By my calculations, today’s post puts us at the half-way point in the A-to-Z Blogging Challenge. For those who haven’t been following, I’m writing 100-word flash fiction stories based on prompts suggested in the previous day’s comments. For today’s, I’ve chosen a prompt suggested by Jane Burgess a few days ago by accident (we were collecting L prompts at the time). But hand-on-heart, I didn’t think about it until last night, so I didn’t cheat! I still only gave myself a few hours to come up with a story. And here it is:

MURDERING MALCOLM

Simon and I work together. Freelancers. Guns for hire. Our main client is some shadowy operation called The Organization. We don’t need to know anything else about them as long as the money’s good. These days it’s a discreet direct deposit in our joint business account.
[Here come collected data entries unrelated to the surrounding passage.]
//! Resource lifecycle
//!
//! Each managed kind runs the same sequence: validate the plan, send one
//! mutation, wait for the remote status to settle, then reconcile the
//! converged representation back into the model. When convergence fails or
//! times out no model is returned and the host keeps its previous state.

mod cluster;
mod deployment;
mod organization;
mod workspace;

pub use cluster::ClusterResource;
pub use deployment::DeploymentResource;
pub use organization::OrganizationDataSource;
pub use workspace::WorkspaceResource;

use astroform_cloud::{CancellationToken, CloudError, ResourceKind, Result};
use async_trait::async_trait;

/// A declarative resource the host can create, read, update and delete
#[async_trait]
pub trait ManagedResource: Send + Sync {
    type Model: Send + Sync;

    fn kind(&self) -> ResourceKind;

    /// Create from a plan and return the converged model
    async fn create(&self, plan: &Self::Model, cancel: &CancellationToken) -> Result<Self::Model>;

    /// Refresh a held model; `None` means the resource no longer exists
    async fn read(&self, state: &Self::Model) -> Result<Option<Self::Model>>;

    /// Apply a plan carrying the id of an existing resource
    async fn update(&self, plan: &Self::Model, cancel: &CancellationToken) -> Result<Self::Model>;

    async fn delete(&self, state: &Self::Model) -> Result<()>;

    /// Adopt an existing resource by id
    async fn import(&self, id: &str) -> Result<Self::Model>;
}

/// Id of a held model, required for read/update/delete
pub(crate) fn model_id(kind: ResourceKind, id: &Option<String>) -> Result<&str> {
    match id.as_deref() {
        Some(id) if !id.is_empty() => Ok(id),
        _ => Err(CloudError::Validation(format!("{} has no id", kind))),
    }
}

/// Turn a 404 on read into "gone"
pub(crate) fn gone_on_not_found<T>(
    kind: ResourceKind,
    id: &str,
    result: Result<T>,
) -> Result<Option<T>> {
    match result {
        Ok(value) => Ok(Some(value)),
        Err(e) if e.is_not_found() => {
            tracing::warn!("{} {} not found, removing from state", kind, id);
            Ok(None)
        }
        Err(e) => Err(e),
    }
}

fn non_empty_option(value: &Option<String>) -> Option<String> {
    value.clone().filter(|v| !v.is_empty())
}
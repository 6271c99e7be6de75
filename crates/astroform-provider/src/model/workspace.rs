use serde::{Deserialize, Serialize};

#[derive(Debug, Clone, Default, PartialEq, Eq, Serialize, Deserialize)]
pub struct WorkspaceModel {
    #[serde(default, skip_serializing_if = "Option::is_none")]
    pub id: Option<String>,

    pub name: String,
    #[serde(default)]
    pub description: String,
    #[serde(default)]
    pub cicd_enforced_default: bool,

    // Computed
    #[serde(default)]
    pub organization_id: Option<String>,
}
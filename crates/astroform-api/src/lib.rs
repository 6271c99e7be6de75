//! Astronomer platform client for astroform
//!
//! Implements the `ResourceApi` trait for clusters, deployments and
//! workspaces, plus read-only organization access, on top of the
//! `/platform/v1beta1/organizations` REST API.
//!
//! # Requirements
//!
//! - An API token (`ASTRONOMER_API_TOKEN`) with access to the organization
//!
//! # Example
//!
//! ```ignore
//! use astroform_api::{ApiClient, ApiConfig};
//! use astroform_cloud::{
//!     CancellationToken, ConvergencePolicy, ResourceApi, ResourceKind, wait_for_terminal,
//! };
//!
//! let client = ApiClient::new(ApiConfig::new(token, "org-id"))?;
//! let clusters = client.clusters();
//!
//! let created = clusters.create(&request).await?;
//! let policy = ConvergencePolicy::for_kind(ResourceKind::Cluster);
//! let ready = wait_for_terminal(&clusters, created, &policy, &CancellationToken::new()).await?;
//! ```

pub mod client;
pub mod cluster;
pub mod deployment;
pub mod organization;
pub mod user;
pub mod workspace;

pub use client::{ASTRONOMER_API_BASE, ApiClient, ApiConfig};
pub use cluster::{
    ClusterApi, ClusterCreateRequest, ClusterMetadata, ClusterResponse, ClusterTag,
    ClusterUpdateRequest, NodePoolRequest, NodePoolResponse,
};
pub use deployment::{
    DeploymentApi, DeploymentCreateRequest, DeploymentResponse, DeploymentUpdateRequest,
    EnvironmentVariableRequest, EnvironmentVariableResponse, WorkerQueue,
};
pub use organization::{ManagedDomain, OrganizationApi, OrganizationResponse};
pub use user::SubjectProfile;
pub use workspace::{WorkspaceApi, WorkspaceRequest, WorkspaceResponse};
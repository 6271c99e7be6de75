use super::{ManagedResource, gone_on_not_found, model_id, non_empty_option};
use crate::context::ProviderContext;
use crate::model::{ClusterModel, ClusterType, K8sTag, NodePoolModel};
use crate::reconcile::reconcile_cluster;
use crate::validate::validate_cluster;
use astroform_api::{
    ClusterApi, ClusterCreateRequest, ClusterTag, ClusterUpdateRequest, NodePoolRequest,
};
use astroform_cloud::{
    CancellationToken, ConvergencePolicy, ResourceApi, ResourceKind, Result, wait_for_terminal,
};
use async_trait::async_trait;

pub struct ClusterResource {
    api: ClusterApi,
    policy: ConvergencePolicy,
}

impl ClusterResource {
    pub fn new(context: &ProviderContext) -> Self {
        Self {
            api: context.client().clusters(),
            policy: context.policy(ResourceKind::Cluster).clone(),
        }
    }
}

#[async_trait]
impl ManagedResource for ClusterResource {
    type Model = ClusterModel;

    fn kind(&self) -> ResourceKind {
        ResourceKind::Cluster
    }

    async fn create(
        &self,
        plan: &ClusterModel,
        cancel: &CancellationToken,
    ) -> Result<ClusterModel> {
        validate_cluster(plan)?;

        let created = self.api.create(&create_request(plan)).await?;
        tracing::info!("Created cluster {} ({})", created.id, created.status);

        let converged = wait_for_terminal(&self.api, created, &self.policy, cancel).await?;
        reconcile_cluster(Some(plan), &converged)
    }

    async fn read(&self, state: &ClusterModel) -> Result<Option<ClusterModel>> {
        let id = model_id(ResourceKind::Cluster, &state.id)?;
        match gone_on_not_found(ResourceKind::Cluster, id, self.api.get(id).await)? {
            Some(remote) => reconcile_cluster(Some(state), &remote).map(Some),
            None => Ok(None),
        }
    }

    async fn update(
        &self,
        plan: &ClusterModel,
        cancel: &CancellationToken,
    ) -> Result<ClusterModel> {
        let id = model_id(ResourceKind::Cluster, &plan.id)?;
        validate_cluster(plan)?;

        let updated = self.api.update(id, &update_request(plan)).await?;
        let converged = wait_for_terminal(&self.api, updated, &self.policy, cancel).await?;
        reconcile_cluster(Some(plan), &converged)
    }

    async fn delete(&self, state: &ClusterModel) -> Result<()> {
        let id = model_id(ResourceKind::Cluster, &state.id)?;
        self.api.delete(id).await
    }

    async fn import(&self, id: &str) -> Result<ClusterModel> {
        let remote = self.api.get(id).await?;
        reconcile_cluster(None, &remote)
    }
}

fn create_request(plan: &ClusterModel) -> ClusterCreateRequest {
    let hybrid = plan.cluster_type == ClusterType::Hybrid;
    ClusterCreateRequest {
        cloud_provider: plan.cloud_provider.as_str().to_string(),
        db_instance_type: hybrid
            .then(|| non_empty_option(&plan.db_instance_type))
            .flatten(),
        k8s_tags: tags(&plan.k8s_tags),
        name: plan.name.clone(),
        node_pools: node_pools(&plan.node_pools),
        provider_account: hybrid
            .then(|| non_empty_option(&plan.provider_account))
            .flatten(),
        region: plan.region.clone(),
        cluster_type: plan.cluster_type.as_str().to_string(),
        vpc_subnet_range: plan.vpc_subnet_range.clone(),
        workspace_ids: plan.workspace_ids.clone(),
    }
}

fn update_request(plan: &ClusterModel) -> ClusterUpdateRequest {
    let hybrid = plan.cluster_type == ClusterType::Hybrid;
    ClusterUpdateRequest {
        db_instance_type: hybrid
            .then(|| non_empty_option(&plan.db_instance_type))
            .flatten(),
        k8s_tags: tags(&plan.k8s_tags),
        name: plan.name.clone(),
        node_pools: node_pools(&plan.node_pools),
        workspace_ids: plan.workspace_ids.clone(),
    }
}

fn tags(tags: &[K8sTag]) -> Vec<ClusterTag> {
    tags.iter()
        .map(|t| ClusterTag {
            key: t.key.clone(),
            value: t.value.clone(),
        })
        .collect()
}

fn node_pools(pools: &[NodePoolModel]) -> Vec<NodePoolRequest> {
    pools
        .iter()
        .map(|p| NodePoolRequest {
            is_default: p.is_default,
            max_node_count: p.max_node_count,
            name: p.name.clone(),
            node_instance_type: p.node_instance_type.clone(),
        })
        .collect()
}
I got the call Friday night. Saturday morning we went to the safe deposit boxes. They usually give us a hit each. Payment upon completion.

We opened our envelopes together. Simon glanced up at me.

“Hey, Malcolm. I think they switch them by accident.”

I looked at the card inside mine.

It said, Malcolm.

Tomorrow’s Sunday, a day off from the A-to-Z Challenge, which gives me an extra day to think about Monday’s story. I’m looking for N prompts. So… noodle around in your noggins and see what you can come up with! 🙂

Lost Horizon

For today’s A-to-Z Blogging Challenge 100-word story, I’m trying a change of pace. Something a bit different. It’s not really a story, though it sort-of tells a story. It is what it is, anyway, and I hope you enjoy it. Appropriately for “L”-Day, we have lissa to thank for the prompt. Thanks, lissa!! Here’s the “story”:

LOST HORIZON

I never knew my father. He was just a fact. Someone who had to exist for me to exist. All Mom ever said was he lived and died by his work. I never thought accountancy that kind of a job, but Mom wouldn’t elaborate. “Drop it, Lee,” was her last word on the subject.

Then I found the journal full of plans. Dreams of traveling from horizon to horizon, never stopping.

The last entry: “Barbara’s pregnant.”

I’m carrying that journal now as I board the plane to Gatwick.

I took his dream. The least I can do is live it.

Tomorrow’s letter is M, so I need some M prompts. I’ll consider those offered the other day by accident… but feel free to suggest more! 🙂

Killer Tomatoes

It’s Day “K” of the A-to-Z Blogging Challenge, where I’m writing 100-word flash fiction stories every day in April based on your prompts. Looking through yesterday’s suggestions for today’s story, I have to say either y’all have a macabre streak, or I’m bringing out the worst in you. In the end, Dena Pawling‘s prompt suggested to me something a little… different. So, here’s today’s story:

KILLER TOMATOES

His whole life had been building to this moment. From Chef Tanner, his first boss, who beat him and told him he’d never amount to anything, through culinary school, then owning his own restaurant.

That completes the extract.